After Katie Moraida gave birth to son Sawyer in a hospital parking lot, she received two separate bills exceeding $3,500 for an ambulance ride to the hospital door.
When Ms. Moraida's water broke a week early, her husband rushed her to Sutter Roseville (Calif.) Hospital. She delivered the baby in the hospital parking lot.
Roseville police witnessed the delivery and called paramedics, who cut the umbilical cord and escorted Ms. Moraida and her son a few hundred yards via ambulance to the hospital door.
The Moraidas received two separate bills, one for Ms. Moraida and one for her son. Insurance covered Ms. Moraida's portion of the bill, but not the baby's, due to the way ambulance operator AMR coded the visit.

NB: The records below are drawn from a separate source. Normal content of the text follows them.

#[derive(Debug, Clone)]
struct Declaration<'a> {
    name: &'a str,
    ty: Type<'a>,
    kind: DeclKind,
    span: Span,
}

/// Class whose methods are being read; gives `this` and `super` their types.
#[derive(Debug, Clone, Copy)]
struct Receiver<'a> {
    class: &'a str,
    superclass: &'a str,
}

struct TreeReader<'a> {
    arena: &'a Bump,
    declarations: HashMap<DeclId, Declaration<'a>>,
    receiver: Option<Receiver<'a>>,
}

fn next<'i>(
    pairs: &mut Pairs<'i, Rule>,
    parent: Rule,
    span: &Span,
) -> Result<Pair<'i, Rule>, ReadError> {
    pairs.next().ok_or_else(|| ReadError::malformed(parent, span))
}

fn parse_number<T: core::str::FromStr>(pair: &Pair<'_, Rule>) -> Result<T, ReadError> {
    pair.as_str().parse().map_err(|_| ReadError::InvalidNumber {
        text: pair.as_str().to_string(),
        span: pair.as_span().into(),
    })
}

Mr. Moraida said the charges did not reflect "even a full ambulance ride." She told EMS1, "We had already done the hard part, delivered our child in the front seat of our car."

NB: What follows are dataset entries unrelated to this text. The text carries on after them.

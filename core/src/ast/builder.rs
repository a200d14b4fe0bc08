use bumpalo::Bump;

use super::{
    ArithOp, ClassDecl, DeclId, Expr, ExprKind, FormalDecl, InstVarDecl, LocalVarDecl,
    MethodDecl, MethodLink, Program, Span, Stmt, StmtKind, Type, VarLink,
};

/// Convenience constructors for annotated trees allocated in an arena.
///
/// Nodes built this way carry an empty span. The builder is mostly used by
/// tests and by hosts that assemble trees programmatically; the tree reader
/// allocates nodes directly so it can attach real spans.
///
/// # Example
///
/// ```
/// use bumpalo::Bump;
/// use mjc_core::ast::{AstBuilder, Type};
///
/// let arena = Bump::new();
/// let b = AstBuilder::new(&arena);
/// let sum = b.add(b.int(1), b.int(2));
/// assert_eq!(sum.ty, Type::Int);
/// ```
#[derive(Copy, Clone, Debug)]
pub struct AstBuilder<'a> {
    arena: &'a Bump,
}

impl<'a> AstBuilder<'a> {
    pub fn new(arena: &'a Bump) -> Self {
        Self { arena }
    }

    pub fn str(&self, s: &str) -> &'a str {
        self.arena.alloc_str(s)
    }

    // ========================================================================
    // Types
    // ========================================================================

    pub fn class_ty(&self, name: &str) -> Type<'a> {
        Type::Class(self.str(name))
    }

    pub fn array_ty(&self, elem: Type<'a>) -> Type<'a> {
        Type::Array(self.arena.alloc(elem))
    }

    // ========================================================================
    // Expressions
    // ========================================================================

    pub fn expr(&self, ty: Type<'a>, kind: ExprKind<'a>) -> &'a Expr<'a> {
        self.arena.alloc(Expr {
            span: Span::default(),
            ty,
            kind,
        })
    }

    pub fn int(&self, value: i32) -> &'a Expr<'a> {
        self.expr(Type::Int, ExprKind::IntegerLiteral(value))
    }

    pub fn string(&self, value: &str, label: &str) -> &'a Expr<'a> {
        let kind = ExprKind::StringLiteral {
            value: self.str(value),
            label: self.str(label),
        };
        self.expr(self.class_ty("String"), kind)
    }

    pub fn binary(&self, op: ArithOp, left: &'a Expr<'a>, right: &'a Expr<'a>) -> &'a Expr<'a> {
        self.expr(Type::Int, ExprKind::Binary { op, left, right })
    }

    pub fn add(&self, left: &'a Expr<'a>, right: &'a Expr<'a>) -> &'a Expr<'a> {
        self.binary(ArithOp::Add, left, right)
    }

    pub fn sub(&self, left: &'a Expr<'a>, right: &'a Expr<'a>) -> &'a Expr<'a> {
        self.binary(ArithOp::Sub, left, right)
    }

    pub fn this(&self, class: &str) -> &'a Expr<'a> {
        self.expr(self.class_ty(class), ExprKind::This)
    }

    pub fn super_(&self, class: &str) -> &'a Expr<'a> {
        self.expr(self.class_ty(class), ExprKind::Super)
    }

    pub fn new_object(&self, class: &str) -> &'a Expr<'a> {
        let class = self.str(class);
        self.expr(Type::Class(class), ExprKind::NewObject { class })
    }

    pub fn var(&self, name: &str, link: VarLink, ty: Type<'a>) -> &'a Expr<'a> {
        let name = self.str(name);
        self.expr(ty, ExprKind::Identifier { name, link })
    }

    pub fn local_ref(&self, decl: &LocalVarDecl<'a>) -> &'a Expr<'a> {
        self.var(decl.name, VarLink::Local(decl.id), decl.ty)
    }

    pub fn formal_ref(&self, decl: &FormalDecl<'a>) -> &'a Expr<'a> {
        let link = VarLink::Formal {
            id: decl.id,
            offset: decl.offset,
        };
        self.var(decl.name, link, decl.ty)
    }

    pub fn field_ref(&self, decl: &InstVarDecl<'a>) -> &'a Expr<'a> {
        let link = VarLink::InstVar {
            id: decl.id,
            offset: decl.offset,
        };
        self.var(decl.name, link, decl.ty)
    }

    pub fn call(
        &self,
        receiver: &'a Expr<'a>,
        method: MethodLink<'a>,
        args: &[&'a Expr<'a>],
        ty: Type<'a>,
    ) -> &'a Expr<'a> {
        let args = self
            .arena
            .alloc_slice_fill_iter(args.iter().map(|arg| (*arg).clone()));
        self.expr(
            ty,
            ExprKind::Call {
                receiver,
                method,
                args,
            },
        )
    }

    pub fn call_user(
        &self,
        receiver: &'a Expr<'a>,
        unique_id: u32,
        name: &str,
        args: &[&'a Expr<'a>],
        ty: Type<'a>,
    ) -> &'a Expr<'a> {
        let method = MethodLink::User {
            unique_id,
            name: self.str(name),
        };
        self.call(receiver, method, args, ty)
    }

    pub fn call_runtime(
        &self,
        receiver: &'a Expr<'a>,
        name: &str,
        args: &[&'a Expr<'a>],
        ty: Type<'a>,
    ) -> &'a Expr<'a> {
        let method = MethodLink::Runtime {
            name: self.str(name),
        };
        self.call(receiver, method, args, ty)
    }

    // ========================================================================
    // Declarations and statements
    // ========================================================================

    pub fn local(
        &self,
        id: u32,
        name: &str,
        ty: Type<'a>,
        init: &'a Expr<'a>,
    ) -> &'a LocalVarDecl<'a> {
        self.arena.alloc(LocalVarDecl {
            span: Span::default(),
            id: DeclId(id),
            name: self.str(name),
            ty,
            init,
        })
    }

    pub fn formal(&self, id: u32, name: &str, ty: Type<'a>, offset: i32) -> FormalDecl<'a> {
        FormalDecl {
            span: Span::default(),
            id: DeclId(id),
            name: self.str(name),
            ty,
            offset,
        }
    }

    pub fn field(&self, id: u32, name: &str, ty: Type<'a>, offset: i32) -> InstVarDecl<'a> {
        InstVarDecl {
            span: Span::default(),
            id: DeclId(id),
            name: self.str(name),
            ty,
            offset,
        }
    }

    pub fn var_stmt(&self, decl: &'a LocalVarDecl<'a>) -> Stmt<'a> {
        Stmt {
            span: decl.span.clone(),
            kind: StmtKind::LocalVar(decl),
        }
    }

    pub fn call_stmt(&self, call: &'a Expr<'a>) -> Stmt<'a> {
        Stmt {
            span: call.span.clone(),
            kind: StmtKind::Call(call),
        }
    }

    pub fn block(&self, stmts: Vec<Stmt<'a>>) -> Stmt<'a> {
        Stmt {
            span: Span::default(),
            kind: StmtKind::Block(self.arena.alloc_slice_fill_iter(stmts)),
        }
    }

    pub fn method(
        &self,
        unique_id: u32,
        name: &str,
        return_ty: Type<'a>,
        formals: Vec<FormalDecl<'a>>,
        this_ptr_offset: i32,
        body: Vec<Stmt<'a>>,
    ) -> MethodDecl<'a> {
        MethodDecl {
            span: Span::default(),
            unique_id,
            name: self.str(name),
            return_ty,
            formals: self.arena.alloc_slice_fill_iter(formals),
            this_ptr_offset,
            body: self.arena.alloc_slice_fill_iter(body),
        }
    }

    pub fn class(
        &self,
        name: &str,
        superclass: Option<&str>,
        fields: Vec<InstVarDecl<'a>>,
        methods: Vec<MethodDecl<'a>>,
    ) -> ClassDecl<'a> {
        ClassDecl {
            span: Span::default(),
            name: self.str(name),
            superclass: superclass.map(|s| self.str(s)),
            fields: self.arena.alloc_slice_fill_iter(fields),
            methods: self.arena.alloc_slice_fill_iter(methods),
        }
    }

    pub fn program(&self, main: Stmt<'a>, classes: Vec<ClassDecl<'a>>) -> &'a Program<'a> {
        self.arena.alloc(Program {
            span: Span::default(),
            main: self.arena.alloc(main),
            classes: self.arena.alloc_slice_fill_iter(classes),
        })
    }
}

Consumer advocate Amy Bach with the United Policyholders said coding is a common issue with insurance, forcing families like the Moraidas to pay more than expected. Ms. Bach is pushing for a federal law that would give families six months to resolve coding issues with insurers before being sent to collections.
Ten months after Sawyer was born, the Moraida's insurance company acknowledged their mistake and agreed to cover most of the baby's ambulance bill.